## WHAT TO WORK ON
Every line in the entries where "simulation" is found should be copied.

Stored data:
══════════════════════════════

fn begin_stage_clear(state: &mut GameState, sinks: &mut Sinks) {
    state.phase = GamePhase::StageClear;
    state.outro = None;
    state.fight.active = false;
    state.difficulty.boss_override = None;
    sinks.sfx_gate_closed = false;
    sinks.hud.show_score(false);
    sinks.hud.health_bar(None);
    sinks.cue(SoundEffect::StageCleared);
    log::info!("stage clear with score {}", state.scoring.score);
}

fn update_outro(state: &mut GameState, tuning: &Tuning, dt: f32, sinks: &mut Sinks) {
    let Some(outro) = state.outro.as_mut() else {
        return;
    };
    let step = outro.advance(dt, &tuning.boss, &mut state.rng);

    if step.puff {
        let boss = &state.fight.boss;
        let spread = boss.r * 1.2;
        let offset = Vec2::new(
            rand_between(&mut state.rng, -spread, spread),
            rand_between(&mut state.rng, -spread, spread * 0.5),
        );
        sinks.effects.burst(boss.pos + offset, 0.3);
    }
    if let Some(sfx) = step.sfx {
        sinks.cue(sfx);
    }

    match step.cue {
        Some(OutroCue::LockScene) => lock_outro_scene(state, tuning, sinks),
        Some(OutroCue::ClearWorld) => {
            state.clear_entities();
            state.spawner.halt();
        }
        Some(OutroCue::StartDialogue) => {
            state.dialogue = Some(Dialogue::new(Script::Outro));
            sinks.cue(SoundEffect::TextTap);
        }
        Some(OutroCue::AwardBonus) => award_boss_bonus(state, tuning, sinks),
        Some(OutroCue::Finished) => begin_stage_clear(state, sinks),
        None => {}
    }
}
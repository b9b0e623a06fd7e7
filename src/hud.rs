//! Score, popup text and HUD visibility
//!
//! Plus [`Sinks`], the bundle of collaborators the simulation is handed once
//! at construction.

use glam::Vec2;

use crate::audio::{AudioSink, NullAudio, SoundEffect};
use crate::effects::{EffectsSink, NullEffects};

pub trait ScoreSink {
    /// Floating text such as "+5" or "SMALL!"
    fn pop_text(&mut self, _text: &str, _pos: Vec2) {}
    fn score_changed(&mut self, _score: u64) {}
    fn show_score(&mut self, _visible: bool) {}
    /// Boss health bar; `None` hides it
    fn health_bar(&mut self, _hp: Option<(u32, u32)>) {}
    /// Remaining lives in half hearts
    fn lives(&mut self, _half_hearts: u32) {}
    fn checkpoint_toast(&mut self) {}
}

#[derive(Debug, Default)]
pub struct NullScore;

impl ScoreSink for NullScore {}

/// Logs HUD changes
#[derive(Debug, Default)]
pub struct LogScore;

impl ScoreSink for LogScore {
    fn pop_text(&mut self, text: &str, pos: Vec2) {
        log::debug!("pop '{}' at ({:.0}, {:.0})", text, pos.x, pos.y);
    }

    fn score_changed(&mut self, score: u64) {
        log::trace!("score {}", score);
    }

    fn show_score(&mut self, visible: bool) {
        log::trace!("score visible: {}", visible);
    }

    fn health_bar(&mut self, hp: Option<(u32, u32)>) {
        match hp {
            Some((hp, max)) => log::debug!("boss health {}/{}", hp, max),
            None => log::trace!("boss health hidden"),
        }
    }

    fn lives(&mut self, half_hearts: u32) {
        log::debug!("lives {:.1}", half_hearts as f32 / 2.0);
    }

    fn checkpoint_toast(&mut self) {
        log::debug!("checkpoint toast");
    }
}

/// Every collaborator the simulation talks to
pub struct Sinks {
    pub effects: Box<dyn EffectsSink>,
    pub audio: Box<dyn AudioSink>,
    pub hud: Box<dyn ScoreSink>,
    /// Set by the simulation for windows where sfx must stay silent
    pub(crate) sfx_gate_closed: bool,
    /// User preference
    pub muted: bool,
}

impl Default for Sinks {
    fn default() -> Self {
        Self::new(
            Box::new(NullEffects),
            Box::new(NullAudio),
            Box::new(NullScore),
        )
    }
}

impl Sinks {
    pub fn new(
        effects: Box<dyn EffectsSink>,
        audio: Box<dyn AudioSink>,
        hud: Box<dyn ScoreSink>,
    ) -> Self {
        Self {
            effects,
            audio,
            hud,
            sfx_gate_closed: false,
            muted: false,
        }
    }

    /// Logging collaborators for headless runs
    pub fn logging() -> Self {
        Self::new(
            Box::new(crate::effects::LogEffects),
            Box::new(crate::audio::LogAudio::default()),
            Box::new(LogScore),
        )
    }

    /// Play a gameplay sfx unless muted or the gate is closed
    pub fn sfx(&mut self, sfx: SoundEffect) {
        if self.muted || self.sfx_gate_closed {
            return;
        }
        self.audio.play(sfx);
    }

    /// Play a cue that ignores the gameplay gate (cinematic cues)
    pub fn cue(&mut self, sfx: SoundEffect) {
        if self.muted {
            return;
        }
        self.audio.play(sfx);
    }
}

#[cfg(test)]
mod tests {
    use super::*;
    use std::cell::RefCell;
    use std::rc::Rc;

    struct Count(Rc<RefCell<u32>>);

    impl AudioSink for Count {
        fn play(&mut self, _sfx: SoundEffect) {
            *self.0.borrow_mut() += 1;
        }
    }

    #[test]
    fn test_sfx_gate() {
        let played = Rc::new(RefCell::new(0));
        let mut sinks = Sinks::new(
            Box::new(NullEffects),
            Box::new(Count(played.clone())),
            Box::new(NullScore),
        );

        sinks.sfx(SoundEffect::Jump);
        sinks.sfx_gate_closed = true;
        sinks.sfx(SoundEffect::EatNpc);
        sinks.cue(SoundEffect::BossPop);
        assert_eq!(*played.borrow(), 2);

        sinks.muted = true;
        sinks.cue(SoundEffect::BossPop);
        assert_eq!(*played.borrow(), 2);
    }
}
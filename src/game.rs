//! Frame driver
//!
//! Owns the simulation state, its tuning and collaborators, and turns
//! variable frame deltas into fixed simulation ticks.

use crate::consts::{MAX_FRAME_DT, SIM_DT};
use crate::highscores::BestScores;
use crate::hud::Sinks;
use crate::settings::Settings;
use crate::sim::{GamePhase, GameState, TickInput, tick};
use crate::tuning::Tuning;

/// Upper bound on ticks per frame
const MAX_SUBSTEPS: u32 = 4;

pub struct Game {
    pub state: GameState,
    pub tuning: Tuning,
    pub sinks: Sinks,
    pub best: BestScores,
    /// Pending input, consumed by the next tick
    pub input: TickInput,
    accumulator: f32,
    last_phase: GamePhase,
}

impl Game {
    pub fn new(settings: &Settings, tuning: Tuning, mut sinks: Sinks, best: BestScores) -> Self {
        sinks.muted = settings.mute_sfx;
        let state = GameState::new(settings.seed, settings.mode, settings.viewport, &tuning);
        let last_phase = state.phase;
        Self {
            state,
            tuning,
            sinks,
            best,
            input: TickInput::default(),
            accumulator: 0.0,
            last_phase,
        }
    }

    pub fn press(&mut self) {
        self.input.press = true;
    }

    pub fn release(&mut self) {
        self.input.release = true;
    }

    pub fn advance(&mut self) {
        self.input.advance = true;
    }

    pub fn toggle_pause(&mut self) {
        self.input.pause = true;
    }

    /// Run as many fixed ticks as `dt` covers; returns how many ran
    pub fn update(&mut self, dt: f32) -> u32 {
        let dt = if dt.is_finite() { dt.clamp(0.0, MAX_FRAME_DT) } else { 0.0 };
        self.accumulator += dt;

        let mut substeps = 0;
        while self.accumulator >= SIM_DT && substeps < MAX_SUBSTEPS {
            self.step();
            self.accumulator -= SIM_DT;
            substeps += 1;
        }
        substeps
    }

    /// Exactly one fixed tick
    pub fn step(&mut self) {
        let input = self.input.clone();
        tick(&mut self.state, &input, SIM_DT, &self.tuning, &mut self.sinks);

        // Clear one-shot inputs after processing
        self.input.press = false;
        self.input.release = false;
        self.input.advance = false;
        self.input.pause = false;
        self.input.skip_boss = false;
        self.input.warp_to_finish = false;

        self.record_best();

        let phase = self.state.phase;
        if phase != self.last_phase {
            log::debug!("phase {} -> {}", self.last_phase.as_str(), phase.as_str());
            self.last_phase = phase;
        }
    }

    fn record_best(&mut self) {
        if !self.best.record(self.state.mode, self.state.scoring.score) {
            return;
        }
        if let Err(e) = self.best.save() {
            log::warn!("could not save best score: {}", e);
        }
    }

    pub fn best_score(&self) -> u64 {
        self.best.get(self.state.mode)
    }
}

#[cfg(test)]
mod tests {
    use super::*;

    fn game() -> Game {
        Game::new(
            &Settings::default(),
            Tuning::default(),
            Sinks::default(),
            BestScores::new(),
        )
    }

    #[test]
    fn test_frame_delta_is_clamped() {
        let mut g = game();
        // A long hitch runs at most two ticks' worth of time
        assert_eq!(g.update(1.0), 1);
        assert_eq!(g.update(f32::NAN), 0);
        assert!(g.update(MAX_FRAME_DT) <= 2);
    }

    #[test]
    fn test_one_shot_inputs_clear() {
        let mut g = game();
        g.press();
        g.step();
        assert_eq!(g.state.phase, GamePhase::Playing);
        assert!(!g.input.press);
    }

    #[test]
    fn test_best_score_tracks_session() {
        let mut g = game();
        g.press();
        g.step();
        g.state.scoring.score = 25;
        g.step();
        assert_eq!(g.best_score(), 25);
        g.state.scoring.score = 10;
        g.step();
        assert_eq!(g.best_score(), 25);
    }
}
//! Visual effect triggers
//!
//! The simulation never owns particles. It fires these fire-and-forget
//! triggers at state transitions and a renderer (or the log) decides what
//! to draw.

use glam::Vec2;

/// Color scheme for shatter effects
#[derive(Debug, Clone, Copy, PartialEq, Eq)]
pub enum Palette {
    Player,
    Npc,
    Boss,
}

pub trait EffectsSink {
    /// Radial particle burst (spawns, deaths, bomb detonations)
    fn burst(&mut self, _pos: Vec2, _duration: f32) {}
    /// Short streak burst (bomb hits, boss hits)
    fn line_burst(&mut self, _pos: Vec2, _scale: f32, _duration: f32) {}
    /// Body breaking into pieces
    fn shatter(&mut self, _pos: Vec2, _radius: f32, _palette: Palette) {}
    /// Star-shrink sparkle ring
    fn sparkles(&mut self, _pos: Vec2, _radius: f32, _count: u32) {}
    /// Dust kicked up on landing
    fn dust_puff(&mut self, _pos: Vec2, _radius: f32) {}
}

/// Drops every trigger
#[derive(Debug, Default)]
pub struct NullEffects;

impl EffectsSink for NullEffects {}

/// Logs triggers at trace level
#[derive(Debug, Default)]
pub struct LogEffects;

impl EffectsSink for LogEffects {
    fn burst(&mut self, pos: Vec2, duration: f32) {
        log::trace!("fx burst at ({:.0}, {:.0}) for {:.2}s", pos.x, pos.y, duration);
    }

    fn line_burst(&mut self, pos: Vec2, scale: f32, duration: f32) {
        log::trace!(
            "fx line burst at ({:.0}, {:.0}) x{:.2} for {:.2}s",
            pos.x,
            pos.y,
            scale,
            duration
        );
    }

    fn shatter(&mut self, pos: Vec2, radius: f32, palette: Palette) {
        log::trace!("fx shatter {:?} r={:.1} at ({:.0}, {:.0})", palette, radius, pos.x, pos.y);
    }

    fn sparkles(&mut self, pos: Vec2, radius: f32, count: u32) {
        log::trace!("fx {} sparkles r={:.1} at ({:.0}, {:.0})", count, radius, pos.x, pos.y);
    }

    fn dust_puff(&mut self, pos: Vec2, radius: f32) {
        log::trace!("fx dust r={:.1} at ({:.0}, {:.0})", radius, pos.x, pos.y);
    }
}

══════════════════════════════

## SOLUTION
//! Plus [`Sinks`], the bundle of collaborators the simulation is handed once
/// Every collaborator the simulation talks to
    /// Set by the simulation for windows where sfx must stay silent
//! Owns the simulation state, its tuning and collaborators, and turns
//! variable frame deltas into fixed simulation ticks.
//! The simulation never owns particles. It fires these fire-and-forget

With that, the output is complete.